Recasting its goal to reduce plastic

Lego’s most famous product — the interlocking plastic bricks that litter the homes of families with young children — is perhaps its thorniest environmental challenge. 

About 80 percent of Lego bricks are made from oil-based materials, and the company acknowledged in September that it would be unable to meet a 2021 pledge to use recycled plastic without boosting production emissions. The company sells an estimated 60 billion bricks annually.

In early March, Lego reiterated its commitment to produce all products from materials that are renewable or recycled by 2032. About 18 percent of the resin it already sources are made from non-petro substances, such as cooking oil, and it plans to increase that amount this year. 

That’s not a long-term solution, though, and Lego has so far tested more than 600 alternatives to petro-plastics. For example, it already has converted some pieces, including Minifigure accessories, to a type of bio-polyethylene made from starches rather than oil — although they still aren’t biodegradable.

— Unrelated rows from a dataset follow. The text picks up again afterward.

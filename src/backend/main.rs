/**
 * XFSocial Server Entry Point
 *
 * Loads configuration, initializes tracing and serves the Axum app with the
 * WebSocket endpoint and inspection routes.
 */

#[cfg(feature = "ssr")]
#[tokio::main]
async fn main() -> Result<(), Box<dyn std::error::Error>> {
    let config = match xfsocial::backend::server::config::load_config() {
        Ok(config) => config,
        Err(e) => {
            eprintln!("[STARTUP] Invalid configuration: {}", e);
            std::process::exit(2);
        }
    };

    tracing_subscriber::fmt()
        .with_env_filter(tracing_subscriber::EnvFilter::new(&config.log_filter))
        .init();

    tracing::info!("[STARTUP] Tracing initialized with filter {}", config.log_filter);

    let addr = config.socket_addr();
    let app = xfsocial::backend::server::init::create_app(config);

    let listener = tokio::net::TcpListener::bind(addr).await?;
    tracing::info!("[STARTUP] Listening on {}", addr);
    tracing::info!("[STARTUP] Clients should connect to ws://{}/socket", addr);
    axum::serve(listener, app).await?;

    Ok(())
}

#[cfg(not(feature = "ssr"))]
fn main() {
    eprintln!("Server requires the 'ssr' feature to be enabled.");
    eprintln!("Run with: cargo run --bin xfsocial-server --features ssr");
    std::process::exit(1);
}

Lego is also introducing a new material called arMABS made from a type of recycled artificial marble typically found in kitchens. This material will find its way into items such as windows, and it will be used in about 60 percent of the company’s sets starting this year. Up next for release is a substance called ePOM, which contains carbon dioxide from biowaste. ePOM will be found in elements such as wheel axles in the future, the company said.